I Declare War could be considered an updated version of Lord of the Flies (1990) in terms of the behavior of boys around 12 years old left to their own devices.  The boys in both films have to deal with questions such as whether or not to adhere to rules, what constitutes leadership, what the obligations of friendship are, and religious beliefs.  There are some significant differences in the two films, however, in that War takes place in the context of a game, and it includes the feminine influence.

  The game consists of a “war” between two sides conducted out in the woods near the boys’ homes, each side directed by a commander.  There are a few rules (to which not all participants agree to follow), such as not taking any prisoners; the captured one is supposed to be killed, and then must go home.  Killing is done by throwing a paint-filled balloon at the loser.  One of the commanders, PK (Gage Munroe) has never lost a war and has a string of flags to prove it (Winning is by taking the other side’s flag.).  

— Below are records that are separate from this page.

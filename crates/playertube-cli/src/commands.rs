//! Command implementations for the `playertube` binary.
//!
//! Every command runs against a [`Library`] restored from the snapshot and
//! handle store named in the configuration. Commands that change the
//! library save the snapshot afterwards; failed commands leave it alone.

use std::io::Write;
use std::path::PathBuf;
use std::sync::Arc;
use std::sync::atomic::Ordering;

use anyhow::{Context, bail};
use async_trait::async_trait;
use clap::Subcommand;
use playertube_core::{
    AppConfig, Channel, DirectoryHandle, DirectoryPicker, FsPermissionGate, JsonHandleStore,
    Library, LibrarySnapshot, Playlist, RealFileSystem, Selection, SyncOptions, SyncOrchestrator,
    SyncProgress, Video,
};
use tracing::{debug, info};

/// Library commands.
#[derive(Subcommand, Clone, Debug)]
pub enum Command {
    /// Import a folder as a new channel
    Import {
        /// Folder to import
        dir: PathBuf,
    },

    /// Rescan every channel, keeping playback progress
    Sync,

    /// List channels, or the playlists of one channel
    List {
        /// Channel to show in detail
        #[arg(short, long)]
        channel: Option<String>,
        /// Print JSON instead of text
        #[arg(long)]
        json: bool,
    },

    /// Point a channel at a folder that was moved
    Relink {
        /// Channel id
        channel_id: String,
        /// New location of the folder
        dir: PathBuf,
    },

    /// Remove a channel from the library
    Remove {
        /// Channel id
        channel_id: String,
    },

    /// Record how far a video has been played
    Progress {
        /// Video id (its path inside the channel folder)
        video_id: String,
        /// Position in seconds
        #[arg(value_parser = parse_seconds)]
        current: f64,
        /// Length of the video in seconds
        #[arg(value_parser = parse_seconds)]
        duration: f64,
    },

    /// Choose the active channel, playlist and video
    Select {
        /// Channel id
        channel_id: String,
        /// Playlist id
        playlist_id: Option<String>,
        /// Video id
        video_id: Option<String>,
    },
}

impl Command {
    /// Whether a successful run changes the library.
    pub const fn mutates(&self) -> bool {
        !matches!(self, Self::List { .. })
    }
}

/// Picker for a directory given on the command line.
#[derive(Debug, Clone)]
pub struct PathPicker {
    path: PathBuf,
}

impl PathPicker {
    /// Create a picker that always picks `path`.
    pub fn new(path: impl Into<PathBuf>) -> Self {
        Self { path: path.into() }
    }
}

#[async_trait]
impl DirectoryPicker for PathPicker {
    async fn pick(&self) -> playertube_core::Result<Option<DirectoryHandle>> {
        // Canonical paths give `.` and `..` a real folder name.
        let path = tokio::fs::canonicalize(&self.path)
            .await
            .unwrap_or_else(|_| self.path.clone());
        Ok(Some(DirectoryHandle::new(path)))
    }
}

/// Build the library described by `config`.
///
/// # Errors
///
/// Returns an error if the snapshot exists but cannot be read.
pub fn open_library(config: &AppConfig) -> anyhow::Result<Library> {
    let snapshot = LibrarySnapshot::load(&config.library_file).with_context(|| {
        format!("Failed to load library from {}", config.library_file.display())
    })?;

    let orchestrator = SyncOrchestrator::new(
        Arc::new(JsonHandleStore::new(&config.handles_file)),
        Arc::new(FsPermissionGate::new()),
        Arc::new(RealFileSystem::new()),
    )
    .with_options(SyncOptions::default().with_scan_options(config.scan_options()));

    Ok(Library::from_snapshot(snapshot, orchestrator)
        .with_watched_threshold(config.watched_threshold))
}

/// Run a command and save the library if it changed.
///
/// # Errors
///
/// Returns an error if the command fails or the snapshot cannot be saved.
pub async fn run(command: Command, config: &AppConfig, out: &mut impl Write) -> anyhow::Result<()> {
    let mut library = open_library(config)?;
    let mutates = command.mutates();

    execute(&mut library, command, out).await?;

    if mutates {
        library
            .snapshot()
            .save(&config.library_file)
            .with_context(|| format!("Failed to save {}", config.library_file.display()))?;
        debug!("Library saved to {}", config.library_file.display());
    }
    Ok(())
}

/// Apply a command to `library`, writing results to `out`.
///
/// # Errors
///
/// Returns an error if the command is rejected.
pub async fn execute(
    library: &mut Library,
    command: Command,
    out: &mut impl Write,
) -> anyhow::Result<()> {
    match command {
        Command::Import { dir } => {
            let channel = library
                .import_folder(&PathPicker::new(&dir))
                .await
                .with_context(|| format!("Could not import {}", dir.display()))?;
            writeln!(
                out,
                "Imported {} as {} ({} playlists, {} videos)",
                channel.display_name,
                channel.id,
                channel.playlists.len(),
                channel.video_count()
            )?;
        }

        Command::Sync => {
            let token = library.orchestrator().cancellation_token();
            let interrupt = tokio::spawn(async move {
                if tokio::signal::ctrl_c().await.is_ok() {
                    info!("Interrupted, finishing current channel");
                    token.store(true, Ordering::SeqCst);
                }
            });

            let outcome = library
                .sync(Some(|p: &SyncProgress| {
                    debug!("[{}/{}] {}", p.current, p.total, p.channel_name);
                }))
                .await;
            interrupt.abort();

            for report in &outcome.reports {
                writeln!(out, "{}: {}", report.channel_id, report.status)?;
            }
            writeln!(out, "{}", outcome.summary())?;
        }

        Command::List { channel, json } => match channel {
            Some(id) => {
                let channel = library
                    .channel(&id)
                    .with_context(|| format!("Unknown channel {id}"))?;
                if json {
                    serde_json::to_writer_pretty(&mut *out, channel)?;
                    writeln!(out)?;
                } else {
                    write_channel_detail(out, channel, library.selection())?;
                }
            }
            None if json => {
                serde_json::to_writer_pretty(&mut *out, library.channels())?;
                writeln!(out)?;
            }
            None => {
                if library.channels().is_empty() {
                    writeln!(out, "No channels yet. Add one with: playertube import <DIR>")?;
                }
                for channel in library.channels() {
                    let active =
                        library.selection().channel_id.as_deref() == Some(channel.id.as_str());
                    writeln!(
                        out,
                        "{} {}  {} {}  {} playlists, {} videos",
                        if active { "*" } else { " " },
                        channel.id,
                        channel.display_name,
                        channel.handle,
                        channel.playlists.len(),
                        channel.video_count()
                    )?;
                }
            }
        },

        Command::Relink { channel_id, dir } => {
            let channel = library
                .relink_channel(&channel_id, &PathPicker::new(&dir))
                .await
                .with_context(|| format!("Could not re-link {channel_id}"))?;
            writeln!(
                out,
                "Re-linked {} to {} ({} videos)",
                channel.display_name,
                dir.display(),
                channel.video_count()
            )?;
        }

        Command::Remove { channel_id } => {
            let removed = library.remove_channel(&channel_id).await?;
            writeln!(out, "Removed {}", removed.display_name)?;
        }

        Command::Progress {
            video_id,
            current,
            duration,
        } => {
            let Some(video) = library.record_progress(&video_id, current, duration) else {
                bail!("Unknown video {video_id}");
            };
            writeln!(out, "{} {}", video.title, progress_label(video))?;
        }

        Command::Select {
            channel_id,
            playlist_id,
            video_id,
        } => {
            let mut selection = Selection::channel(channel_id);
            if let Some(playlist_id) = playlist_id {
                selection = selection.with_playlist(playlist_id);
            }
            if let Some(video_id) = video_id {
                selection = selection.with_video(video_id);
            }

            let resolved = library.select(selection)?;
            let names = [
                resolved.channel.map(|c| c.display_name.as_str()),
                resolved.playlist.map(|p| p.name.as_str()),
                resolved.video.map(|v| v.title.as_str()),
            ];
            let path: Vec<&str> = names.into_iter().flatten().collect();
            writeln!(out, "Selected {}", path.join(" / "))?;
        }
    }
    Ok(())
}

fn write_channel_detail(
    out: &mut impl Write,
    channel: &Channel,
    selection: &Selection,
) -> std::io::Result<()> {
    writeln!(out, "{} ({})", channel.display_name, channel.handle)?;
    for playlist in &channel.playlists {
        write_playlist(out, playlist, selection)?;
    }
    Ok(())
}

fn write_playlist(
    out: &mut impl Write,
    playlist: &Playlist,
    selection: &Selection,
) -> std::io::Result<()> {
    writeln!(
        out,
        "\n{} [{}] {}/{} watched, {}",
        playlist.name,
        playlist.id,
        playlist.watched_count(),
        playlist.video_count,
        playlist.total_size
    )?;
    for video in &playlist.videos {
        let active = selection.video_id.as_deref() == Some(video.id.as_str());
        writeln!(
            out,
            "{} {:>3}. {} ({}) {}",
            if active { ">" } else { " " },
            video.index + 1,
            video.title,
            video.size,
            progress_label(video)
        )?;
    }
    Ok(())
}

/// Accepts only finite numbers of seconds.
fn parse_seconds(value: &str) -> std::result::Result<f64, String> {
    let seconds: f64 = value.parse().map_err(|e: std::num::ParseFloatError| e.to_string())?;
    if seconds.is_finite() {
        Ok(seconds)
    } else {
        Err(format!("{value} is not a finite number of seconds"))
    }
}

fn progress_label(video: &Video) -> String {
    if video.is_watched() {
        "watched".to_string()
    } else if video.current_time().is_some() {
        format!("{:.0}%", video.playback.fraction() * 100.0)
    } else {
        String::new()
    }
}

 As with adult “games”, social and psychological issues arise and complicate the process.  For instance, the girl—who is surprisingly accepted into the games—introduces a romantic element that is not necessarily welcomed, even though most of the boys are susceptible to it.  Not surprisingly, friendship and loyalty are paramount among the boys, and when one of them feels betrayed, the pain is palpable.  Revenge takes the form of torture—although not necessarily against the perpetrator.  Self-doubts arise, primarily in terms of how much one is liked and accepted/respected within a group.  

 The part of the film that is most striking is the model of leadership shown by PK, who holds it together until the very end when he, too, is in a quandary, and Munroe capably handles the role.  During most of the film the character is a good model in his use of authority, his willingness to listen to another point of view, and his common sense. Realistically, he is human in the end when he begins to see that loyalty in friendship is not something to be taken lightly, and a bit of self-doubt seeps in.

 Writer Jason Lapeyre and his co-director Robert Wilson should be commended for their astuteness in understanding and portraying human relationships at this age and the issues they must deal with.  Young people are not given credit often enough for their wisdom and their ability to size up a situation and pick up on what transpires behind the scenes, e.g., why the other side has a new leader, which is just one of the strong points of this production.  Another strength is the quality of the acting among all the participants.  Siam Yu as Kwon especially shows promise in his ability to show different aspects of a character and its development across time.  

 I Declare War is a fine movie for kids that will pull for good discussions between them and their parents and other adults.  Just as much, it is entertaining, interesting, and suspenseful.